In the best-case scenario, with businesses as prepared as they possibly could be, the report suggests that vehicles will be waiting for two to three hours, with 50% of vehicles waiting for at least eight. The DfT expects that many haulage companies, faced with lengthy new processing periods, may cancel delivery schedules, leading to shortages of goods.

Dover handles up to £122b of trade annually, with trucks currently processed in two minutes.

The haulage industry has been relaying its concerns to government for some time. Rod McKenzie, managing director of policy and public affairs at the Road Haulage Association, told Sky News: “The sort of delays that Sky News is reporting at the moment would be crippling to many sections of British industry and the supply chain on which we all depend. We must keep any delay to an absolute minimum to try and keep Dover, Calais and all the other ports working as efficiently as possible to ensure our economic future.”

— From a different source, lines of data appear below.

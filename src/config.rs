use std::env;
use std::net::SocketAddr;

use crate::client::DEFAULT_BASE_URL;

pub const DEFAULT_BIND_ADDR: &str = "127.0.0.1:3001";

/// Startup settings, read from `MEALDB_BASE_URL` and `BIND_ADDR`.
#[derive(Debug, Clone, PartialEq, Eq)]
pub struct Config {
    pub base_url: String,
    pub bind_addr: String,
}

impl Config {
    pub fn from_env() -> Self {
        Self {
            base_url: env::var("MEALDB_BASE_URL").unwrap_or_else(|_| DEFAULT_BASE_URL.to_string()),
            bind_addr: env::var("BIND_ADDR").unwrap_or_else(|_| DEFAULT_BIND_ADDR.to_string()),
        }
    }

    pub fn socket_addr(&self) -> anyhow::Result<SocketAddr> {
        self.bind_addr
            .parse()
            .map_err(|e| anyhow::anyhow!("Invalid BIND_ADDR '{}': {}", self.bind_addr, e))
    }
}
//! # TheMealDB HTTP Client
//!
//! This module provides a read-only HTTP client for the TheMealDB recipe catalog:
//! the list endpoints that populate facet choices, server-side filtering by a
//! single facet, name search, lookup by id and a random pick.
//!
//! ## Modules
//!
//! - [`client`] - HTTP client implementation with one method per catalog endpoint
//! - [`types`] - Wire envelope and recipe records
//!
//! ## Quick Start
//!
//! ```no_run
//! use mcp_mealdb::client::{FilterFacet, MealDbClient, DEFAULT_BASE_URL};
//!
//! # async fn example() {
//! let client = MealDbClient::new(DEFAULT_BASE_URL.to_string());
//!
//! let ids = client.filter_ids(FilterFacet::Area, "Italian").await;
//! println!("Found {} Italian recipes", ids.len());
//! # }
//! ```

#[allow(clippy::module_inception)]
pub mod client;
pub mod types;

pub use client::{FilterFacet, MealDbClient, DEFAULT_BASE_URL};
pub use types::*;
use std::sync::Arc;
use std::future::Future;
use rmcp::{
    ErrorData as McpError, RoleServer, ServerHandler,
    handler::server::{router::tool::ToolRouter, tool::Parameters},
    model::*,
    schemars,
    service::RequestContext,
    tool, tool_handler, tool_router,
};
use serde_json::json;

use crate::client::{MealDbClient, MealId};
use crate::filter::{aggregate, Aggregation, FacetSelection};
use crate::render::{RecipeCard, RecipeView, NO_DETAILS_MESSAGE, NO_RANDOM_MESSAGE, NO_RESULTS_MESSAGE};
use crate::session::SearchSession;

/// Name-only queries shorter than this (but not empty) do not trigger a search.
pub const MIN_NAME_QUERY_CHARS: usize = 2;

// Parameter structs for tools
#[derive(Debug, Default, serde::Deserialize, schemars::JsonSchema)]
pub struct FilterRecipesParams {
    /// Region / cuisine, e.g. "Italian" (exact spelling from list_regions)
    #[serde(default)]
    pub region: Option<String>,
    /// Category, e.g. "Seafood" (exact spelling from list_categories)
    #[serde(default)]
    pub category: Option<String>,
    /// Main ingredient, e.g. "chicken_breast"
    #[serde(default)]
    pub ingredient: Option<String>,
    /// Substring of the recipe name
    #[serde(default)]
    pub name: Option<String>,
}

impl From<FilterRecipesParams> for FacetSelection {
    fn from(params: FilterRecipesParams) -> Self {
        FacetSelection::new(params.region, params.category, params.ingredient, params.name)
    }
}

#[derive(Debug, serde::Deserialize, schemars::JsonSchema)]
pub struct GetRecipeDetailsParams {
    pub id: String,
}

/// Result of one `filter_recipes` call, before it is turned into tool output.
#[derive(Debug, Clone, PartialEq)]
pub enum FilterOutcome {
    /// The name query is too short to search; committed results are left alone.
    NameTooShort,
    /// A newer run started while this one was in flight; its results were dropped.
    Superseded,
    Finished(Aggregation),
}

#[derive(Clone)]
pub struct MealDbMcpServer {
    client: Arc<MealDbClient>,
    session: Arc<SearchSession>,
    tool_router: ToolRouter<MealDbMcpServer>,
}

fn json_result(value: serde_json::Value) -> Result<CallToolResult, McpError> {
    let text = serde_json::to_string_pretty(&value)
        .map_err(|e| McpError::internal_error(format!("Failed to encode tool result: {}", e), None))?;
    Ok(CallToolResult::success(vec![Content::text(text)]))
}

/// Tool payload for one `filter_recipes` call.
pub fn filter_outcome_json(outcome: &FilterOutcome) -> serde_json::Value {
    match outcome {
        FilterOutcome::NameTooShort => json!({
            "recipes": [],
            "message": format!("Enter at least {} characters to search by name", MIN_NAME_QUERY_CHARS)
        }),
        FilterOutcome::Superseded => json!({
            "recipes": [],
            "superseded": true,
            "message": "A newer search replaced this one"
        }),
        FilterOutcome::Finished(Aggregation::NoFilters) => json!({
            "recipes": []
        }),
        FilterOutcome::Finished(Aggregation::NoResults) => json!({
            "recipes": [],
            "message": NO_RESULTS_MESSAGE
        }),
        FilterOutcome::Finished(Aggregation::Found(meals)) => {
            let cards: Vec<RecipeCard> = meals.iter().map(RecipeCard::from).collect();
            json!({
                "recipes": cards,
                "total_count": cards.len()
            })
        }
    }
}

#[tool_router]
impl MealDbMcpServer {
    pub fn new(base_url: String) -> Self {
        Self::with_client(Arc::new(MealDbClient::new(base_url)))
    }

    /// Builds a server with its own session around a shared client.
    pub fn with_client(client: Arc<MealDbClient>) -> Self {
        Self {
            client,
            session: Arc::new(SearchSession::new()),
            tool_router: Self::tool_router(),
        }
    }

    pub fn session(&self) -> &SearchSession {
        &self.session
    }

    /// Checks that the catalog answers at all, by loading the category list.
    pub async fn test_api_access(&self) -> Result<usize, anyhow::Error> {
        let categories = self.client.list_categories().await;
        if categories.is_empty() {
            anyhow::bail!("Catalog at {} returned no categories", self.client.base_url());
        }
        tracing::info!("API access test successful - found {} categories", categories.len());
        Ok(categories.len())
    }

    /// Runs one aggregation under a fresh generation and commits it if still current.
    ///
    /// A name query shorter than [`MIN_NAME_QUERY_CHARS`] is only ignored when it
    /// is the sole facet; combined with other facets it is searched as given.
    pub async fn run_filter(&self, selection: FacetSelection) -> FilterOutcome {
        if let Some(name) = selection.name.as_deref() {
            if !selection.has_server_facets() && name.chars().count() < MIN_NAME_QUERY_CHARS {
                tracing::debug!("Ignoring name query '{}': too short", name);
                return FilterOutcome::NameTooShort;
            }
        }

        let generation = self.session.begin();
        let aggregation = aggregate(&self.client, &selection).await;

        if self.session.commit(generation, aggregation.meals().to_vec()) {
            FilterOutcome::Finished(aggregation)
        } else {
            FilterOutcome::Superseded
        }
    }

    /// Detail for one recipe, reusing a committed record when it already carries instructions.
    pub async fn recipe_detail(&self, id: &MealId) -> Option<RecipeView> {
        match self.session.find(id) {
            Some(meal) if meal.has_instructions() => Some(RecipeView::from(&meal)),
            _ => self.client.lookup(id).await.map(|meal| RecipeView::from(&meal)),
        }
    }

    // Facet listing tools
    #[tool(description = "List the regions (cuisines) recipes can be filtered by")]
    async fn list_regions(&self) -> Result<CallToolResult, McpError> {
        let regions = self.client.list_areas().await;
        json_result(json!({ "regions": regions, "total_count": regions.len() }))
    }

    #[tool(description = "List the categories recipes can be filtered by")]
    async fn list_categories(&self) -> Result<CallToolResult, McpError> {
        let categories = self.client.list_categories().await;
        json_result(json!({ "categories": categories, "total_count": categories.len() }))
    }

    #[tool(description = "List the ingredients recipes can be filtered by")]
    async fn list_ingredients(&self) -> Result<CallToolResult, McpError> {
        let ingredients = self.client.list_ingredients().await;
        json_result(json!({ "ingredients": ingredients, "total_count": ingredients.len() }))
    }

    // Recipe tools
    #[tool(description = "Find recipes matching every given filter: region, category, ingredient and/or name substring")]
    async fn filter_recipes(
        &self,
        Parameters(params): Parameters<FilterRecipesParams>,
    ) -> Result<CallToolResult, McpError> {
        json_result(filter_outcome_json(&self.run_filter(params.into()).await))
    }

    #[tool(description = "Get a recipe's ingredients and step-by-step instructions")]
    async fn get_recipe_details(
        &self,
        Parameters(params): Parameters<GetRecipeDetailsParams>,
    ) -> Result<CallToolResult, McpError> {
        match self.recipe_detail(&MealId::new(params.id)).await {
            Some(view) => json_result(json!({ "recipe": view })),
            None => json_result(json!({ "recipe": null, "message": NO_DETAILS_MESSAGE })),
        }
    }

    #[tool(description = "Pick a random recipe and show its details")]
    async fn random_recipe(&self) -> Result<CallToolResult, McpError> {
        self.session.clear();

        match self.client.random().await {
            Some(meal) => json_result(json!({ "recipe": RecipeView::from(&meal) })),
            None => json_result(json!({ "recipe": null, "message": NO_RANDOM_MESSAGE })),
        }
    }

    #[tool(description = "Clear all filters and the current results")]
    async fn clear_filters(&self) -> Result<CallToolResult, McpError> {
        self.session.clear();
        json_result(json!({ "recipes": [], "cleared": true }))
    }
}

#[tool_handler]
impl ServerHandler for MealDbMcpServer {
    fn get_info(&self) -> ServerInfo {
        ServerInfo {
            protocol_version: ProtocolVersion::V_2024_11_05,
            capabilities: ServerCapabilities::builder()
                .enable_tools()
                .build(),
            server_info: Implementation::from_build_env(),
            instructions: Some("This server looks up recipes in the TheMealDB catalog. Use list_regions, list_categories and list_ingredients to discover filter values, filter_recipes to find recipes matching any combination of region, category, ingredient and name, get_recipe_details for ingredients and instructions, and random_recipe for inspiration.".to_string()),
        }
    }

    async fn initialize(
        &self,
        _request: InitializeRequestParam,
        _context: RequestContext<RoleServer>,
    ) -> Result<InitializeResult, McpError> {
        Ok(self.get_info())
    }
}
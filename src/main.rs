use std::sync::Arc;

use mcp_mealdb::{client::MealDbClient, config::Config, server::MealDbMcpServer};
use rmcp::transport::sse_server::{SseServer, SseServerConfig};
use tracing_subscriber::{layer::SubscriberExt, util::SubscriberInitExt};

#[tokio::main]
async fn main() -> anyhow::Result<()> {
    // Initialize tracing
    tracing_subscriber::registry()
        .with(
            tracing_subscriber::EnvFilter::try_from_default_env()
                .unwrap_or_else(|_| "info".to_string().into()),
        )
        .with(tracing_subscriber::fmt::layer())
        .init();

    let config = Config::from_env();
    let client = Arc::new(MealDbClient::new(config.base_url.clone()));

    // The catalog being down is not fatal: every tool degrades to "no results".
    tracing::info!("Checking catalog at {}...", client.base_url());
    if let Err(e) = MealDbMcpServer::with_client(client.clone()).test_api_access().await {
        tracing::warn!("API access test failed: {}", e);
        tracing::warn!("The server will continue, but lookups will return no results until the catalog is reachable.");
    }

    let sse_config = SseServerConfig {
        bind: config.socket_addr()?,
        sse_path: "/sse".to_string(),
        post_path: "/message".to_string(),
        ct: tokio_util::sync::CancellationToken::new(),
        sse_keep_alive: None,
    };

    tracing::info!("MealDB MCP Server listening on {}", sse_config.bind);

    let sse_server = SseServer::serve_with_config(sse_config).await?;

    // One server per connection: each gets its own search session.
    let ct = sse_server.with_service(move || MealDbMcpServer::with_client(client.clone()));

    tracing::info!("MealDB MCP Server started successfully");

    // Wait for Ctrl+C
    tokio::signal::ctrl_c().await?;
    tracing::info!("Shutting down...");
    ct.cancel();

    Ok(())
}
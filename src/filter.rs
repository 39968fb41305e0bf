//! Facet aggregation.
//!
//! Turns a [`FacetSelection`] into the list of recipes to show. The catalog
//! can only filter on one facet per request, so combined facets are resolved
//! here: id sets are intersected locally, or, when a name is given, the name
//! search results are re-checked against the other facets.

use futures::future::join_all;
use std::collections::HashSet;

use crate::client::{FilterFacet, MealDbClient, MealDetail, MealId};

/// The facets a user has chosen. Blank values count as unset.
#[derive(Debug, Clone, Default, PartialEq, Eq)]
pub struct FacetSelection {
    pub region: Option<String>,
    pub category: Option<String>,
    pub ingredient: Option<String>,
    pub name: Option<String>,
}

fn normalize(value: Option<String>) -> Option<String> {
    value.filter(|v| !v.trim().is_empty())
}

impl FacetSelection {
    pub fn new(
        region: Option<String>,
        category: Option<String>,
        ingredient: Option<String>,
        name: Option<String>,
    ) -> Self {
        Self {
            region: normalize(region),
            category: normalize(category),
            ingredient: normalize(ingredient),
            name: normalize(name.map(|n| n.trim().to_string())),
        }
    }

    pub fn with_region(mut self, region: impl Into<String>) -> Self {
        self.region = normalize(Some(region.into()));
        self
    }

    pub fn with_category(mut self, category: impl Into<String>) -> Self {
        self.category = normalize(Some(category.into()));
        self
    }

    pub fn with_ingredient(mut self, ingredient: impl Into<String>) -> Self {
        self.ingredient = normalize(Some(ingredient.into()));
        self
    }

    pub fn with_name(mut self, name: impl Into<String>) -> Self {
        self.name = normalize(Some(name.into().trim().to_string()));
        self
    }

    pub fn is_empty(&self) -> bool {
        self.name.is_none() && !self.has_server_facets()
    }

    /// Whether any facet other than the name is set.
    pub fn has_server_facets(&self) -> bool {
        self.region.is_some() || self.category.is_some() || self.ingredient.is_some()
    }

    /// The facets `filter.php` can answer, in region, category, ingredient order.
    pub fn server_facets(&self) -> Vec<(FilterFacet, &str)> {
        [
            (FilterFacet::Area, self.region.as_deref()),
            (FilterFacet::Category, self.category.as_deref()),
            (FilterFacet::Ingredient, self.ingredient.as_deref()),
        ]
        .into_iter()
        .filter_map(|(facet, value)| value.map(|v| (facet, v)))
        .collect()
    }
}

/// Outcome of one aggregation run.
#[derive(Debug, Clone, PartialEq)]
pub enum Aggregation {
    /// Nothing selected; nothing to show.
    NoFilters,
    /// Facets were selected but nothing matched (or every request failed).
    NoResults,
    Found(Vec<MealDetail>),
}

impl Aggregation {
    pub fn meals(&self) -> &[MealDetail] {
        match self {
            Aggregation::Found(meals) => meals,
            _ => &[],
        }
    }

    pub fn into_meals(self) -> Vec<MealDetail> {
        match self {
            Aggregation::Found(meals) => meals,
            _ => Vec::new(),
        }
    }
}

/// Intersects per-facet id sets.
///
/// The result keeps the arrival order of the first set and contains each id
/// once. Membership does not depend on the order of the sets; no sets, or any
/// empty set, yields an empty result.
pub fn intersect(sets: Vec<Vec<MealId>>) -> Vec<MealId> {
    let mut sets = sets.into_iter();
    let Some(first) = sets.next() else {
        return Vec::new();
    };
    let others: Vec<HashSet<MealId>> = sets.map(|set| set.into_iter().collect()).collect();

    let mut seen = HashSet::new();
    first
        .into_iter()
        .filter(|id| others.iter().all(|set| set.contains(id)))
        .filter(|id| seen.insert(id.clone()))
        .collect()
}

/// Client-side facet check applied to name search results.
///
/// Region and category compare exactly, ingredient compares ignoring case.
pub fn matches_facets(meal: &MealDetail, selection: &FacetSelection) -> bool {
    if let Some(region) = selection.region.as_deref() {
        if meal.summary.area.as_deref() != Some(region) {
            return false;
        }
    }
    if let Some(category) = selection.category.as_deref() {
        if meal.summary.category.as_deref() != Some(category) {
            return false;
        }
    }
    if let Some(ingredient) = selection.ingredient.as_deref() {
        if !meal.uses_ingredient(ingredient) {
            return false;
        }
    }
    true
}

/// Resolves a selection into the recipes to show.
pub async fn aggregate(client: &MealDbClient, selection: &FacetSelection) -> Aggregation {
    if selection.is_empty() {
        return Aggregation::NoFilters;
    }

    let meals = match selection.name.as_deref() {
        Some(name) => {
            let candidates = client.search_by_name(name).await;
            tracing::debug!("Name search '{}' returned {} candidates", name, candidates.len());

            if selection.has_server_facets() {
                candidates
                    .into_iter()
                    .filter(|meal| matches_facets(meal, selection))
                    .collect()
            } else {
                candidates
            }
        }
        None => {
            let facets = selection.server_facets();
            let id_sets = join_all(
                facets
                    .iter()
                    .map(|(facet, value)| client.filter_ids(*facet, value)),
            )
            .await;

            let ids = intersect(id_sets);
            tracing::debug!("{} facets intersect to {} recipes", facets.len(), ids.len());

            join_all(ids.iter().map(|id| client.lookup(id)))
                .await
                .into_iter()
                .flatten()
                .collect()
        }
    };

    if meals.is_empty() {
        Aggregation::NoResults
    } else {
        Aggregation::Found(meals)
    }
}
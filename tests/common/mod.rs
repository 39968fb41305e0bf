#![allow(dead_code)]

use mcp_mealdb::MealDbClient;
use mockito::{Matcher, Mock, ServerGuard};
use serde_json::{json, Value};

/// A mock catalog plus a client pointed at it.
pub struct TestCatalog {
    pub server: ServerGuard,
    pub client: MealDbClient,
}

impl TestCatalog {
    pub async fn new() -> Self {
        let server = mockito::Server::new_async().await;
        let client = MealDbClient::new(server.url());
        Self { server, client }
    }

    pub async fn mock_list(&mut self, key: &str, field: &str, names: &[&str]) -> Mock {
        let meals: Vec<Value> = names
            .iter()
            .map(|name| {
                let mut row = serde_json::Map::new();
                row.insert(field.to_string(), json!(name));
                Value::Object(row)
            })
            .collect();
        self.server
            .mock("GET", "/list.php")
            .match_query(Matcher::UrlEncoded(key.into(), "list".into()))
            .with_status(200)
            .with_header("content-type", "application/json")
            .with_body(json!({ "meals": meals }).to_string())
            .create_async()
            .await
    }

    /// `filter.php?{key}={value}` answering with summaries for `ids`.
    pub async fn mock_filter(&mut self, key: &str, value: &str, ids: &[&str]) -> Mock {
        let meals: Value = if ids.is_empty() {
            Value::Null
        } else {
            Value::Array(ids.iter().map(|id| summary_json(id)).collect())
        };
        self.server
            .mock("GET", "/filter.php")
            .match_query(Matcher::UrlEncoded(key.into(), value.into()))
            .with_status(200)
            .with_header("content-type", "application/json")
            .with_body(json!({ "meals": meals }).to_string())
            .create_async()
            .await
    }

    pub async fn mock_lookup(&mut self, meal: Value) -> Mock {
        let id = meal["idMeal"].as_str().unwrap_or_default().to_string();
        self.server
            .mock("GET", "/lookup.php")
            .match_query(Matcher::UrlEncoded("i".into(), id))
            .with_status(200)
            .with_header("content-type", "application/json")
            .with_body(json!({ "meals": [meal] }).to_string())
            .create_async()
            .await
    }

    pub async fn mock_lookup_failure(&mut self, id: &str) -> Mock {
        self.server
            .mock("GET", "/lookup.php")
            .match_query(Matcher::UrlEncoded("i".into(), id.into()))
            .with_status(500)
            .with_body("Internal Server Error")
            .create_async()
            .await
    }

    pub async fn mock_search(&mut self, name: &str, meals: Vec<Value>) -> Mock {
        let meals = if meals.is_empty() { Value::Null } else { Value::Array(meals) };
        self.server
            .mock("GET", "/search.php")
            .match_query(Matcher::UrlEncoded("s".into(), name.into()))
            .with_status(200)
            .with_header("content-type", "application/json")
            .with_body(json!({ "meals": meals }).to_string())
            .create_async()
            .await
    }

    pub async fn mock_random(&mut self, body: Value) -> Mock {
        self.server
            .mock("GET", "/random.php")
            .with_status(200)
            .with_header("content-type", "application/json")
            .with_body(body.to_string())
            .create_async()
            .await
    }
}

pub fn summary_json(id: &str) -> Value {
    json!({
        "strMeal": format!("Meal {}", id),
        "strMealThumb": format!("https://example.com/{}.jpg", id),
        "idMeal": id
    })
}

/// A full catalog record with the given ingredients in slots 1.., padded to 20 slots.
pub fn meal_json(
    id: &str,
    name: &str,
    area: &str,
    category: &str,
    ingredients: &[(&str, &str)],
) -> Value {
    let mut meal = json!({
        "idMeal": id,
        "strMeal": name,
        "strDrinkAlternate": null,
        "strCategory": category,
        "strArea": area,
        "strInstructions": "Boil water. Add salt.\r\nServe hot",
        "strMealThumb": format!("https://example.com/{}.jpg", id),
        "strTags": "Pasta,Curry",
        "strYoutube": "",
        "strSource": null,
        "dateModified": null
    });
    let object = meal.as_object_mut().expect("meal is an object");
    for slot in 1..=20 {
        let (ingredient, measure) = ingredients
            .get(slot - 1)
            .copied()
            .unwrap_or(("", ""));
        object.insert(format!("strIngredient{}", slot), json!(ingredient));
        object.insert(format!("strMeasure{}", slot), json!(measure));
    }
    meal
}
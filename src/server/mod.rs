// SPDX-FileCopyrightText: 2026 Bruno Meilick
// SPDX-License-Identifier: LicenseRef-Folio-FreeUse-NoCopy-NoDerivatives
//
// All rights reserved.
//
// This file is part of Folio and is proprietary software.
// Unauthorized copying, modification, or distribution is prohibited.

//! HTTP surface: routes, shared state and the mapping from store failures to responses.

pub mod handlers;
pub mod submission;

use std::fmt;

use axum::http::StatusCode;
use axum::response::{Html, IntoResponse, Response};
use axum::routing::get;
use axum::Router;
use tokio::net::TcpListener;
use tokio::task::JoinError;
use tower_http::trace::TraceLayer;

use crate::store::{ArticleFile, StoreError};
use crate::views::View;

pub use submission::ArticleSubmission;

/// State shared by all handlers.
#[derive(Debug, Clone)]
pub struct AppState {
    pub store: ArticleFile,
}

impl AppState {
    pub fn new(store: ArticleFile) -> Self {
        Self { store }
    }
}

/// Builds the article routes.
///
/// The create and update routes answer both GET and POST; a GET never carries a submission and
/// therefore always renders the form.
pub fn router(state: AppState) -> Router {
    Router::new()
        .route("/", get(handlers::list_articles))
        .route(
            "/articles/new",
            get(handlers::add_article).post(handlers::add_article),
        )
        .route("/articles/{id}", get(handlers::show_article))
        .route(
            "/articles/update/{id}",
            get(handlers::update_article).post(handlers::update_article),
        )
        .route("/articles/delete/{id}", get(handlers::delete_article))
        .layer(TraceLayer::new_for_http())
        .with_state(state)
}

/// Serves `router` until ctrl-c is received.
pub async fn serve(listener: TcpListener, router: Router) -> std::io::Result<()> {
    axum::serve(listener, router)
        .with_graceful_shutdown(async {
            if let Err(err) = tokio::signal::ctrl_c().await {
                tracing::error!(error = %err, "cannot listen for shutdown signal");
                std::future::pending::<()>().await;
            }
            tracing::info!("shutdown signal received");
        })
        .await
}

/// Runs a blocking store operation on the blocking pool.
pub(crate) async fn with_store<T, F>(state: &AppState, op: F) -> Result<T, HandlerError>
where
    F: FnOnce(&ArticleFile) -> Result<T, StoreError> + Send + 'static,
    T: Send + 'static,
{
    let store = state.store.clone();
    tokio::task::spawn_blocking(move || op(&store))
        .await
        .map_err(HandlerError::Task)?
        .map_err(HandlerError::Store)
}

/// A failure that terminates the request.
#[derive(Debug)]
pub enum HandlerError {
    Store(StoreError),
    Task(JoinError),
}

impl fmt::Display for HandlerError {
    fn fmt(&self, f: &mut fmt::Formatter<'_>) -> fmt::Result {
        match self {
            Self::Store(source) => write!(f, "store operation failed: {source}"),
            Self::Task(source) => write!(f, "store task did not complete: {source}"),
        }
    }
}

impl std::error::Error for HandlerError {
    fn source(&self) -> Option<&(dyn std::error::Error + 'static)> {
        match self {
            Self::Store(source) => Some(source),
            Self::Task(source) => Some(source),
        }
    }
}

impl From<StoreError> for HandlerError {
    fn from(source: StoreError) -> Self {
        Self::Store(source)
    }
}

impl IntoResponse for HandlerError {
    fn into_response(self) -> Response {
        tracing::error!(error = %self, "request failed");
        (StatusCode::INTERNAL_SERVER_ERROR, "Internal Server Error").into_response()
    }
}

impl IntoResponse for View {
    fn into_response(self) -> Response {
        tracing::trace!(view = self.name(), "rendering view");
        Html(self.render()).into_response()
    }
}

#[cfg(test)]
mod tests;
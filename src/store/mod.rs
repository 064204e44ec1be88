// SPDX-FileCopyrightText: 2026 Bruno Meilick
// SPDX-License-Identifier: LicenseRef-Folio-FreeUse-NoCopy-NoDerivatives
//
// All rights reserved.
//
// This file is part of Folio and is proprietary software.
// Unauthorized copying, modification, or distribution is prohibited.

//! Persistence for the article collection.
//!
//! The whole collection lives in one JSON file that is read in full by every operation and
//! rewritten in full by every mutation.

pub mod article_file;

pub use article_file::{ArticleFile, StoreError, WriteDurability, DEFAULT_ARTICLES_PATH};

Kevin Green, communications director of the Freight Transport Association, added: “A lot of these issues are caught up in the (Brexit) negotiations and probably won’t get agreed until very close to the deadline and then there clearly won’t be any time to respond, and delays and impacts will be very worst of the estimates.”

Previously, ministers have sought to dismiss concerns over leaked preparations for no-deal, as they were written under the May government. However, the latest report was compiled more recently and is based on current government policy.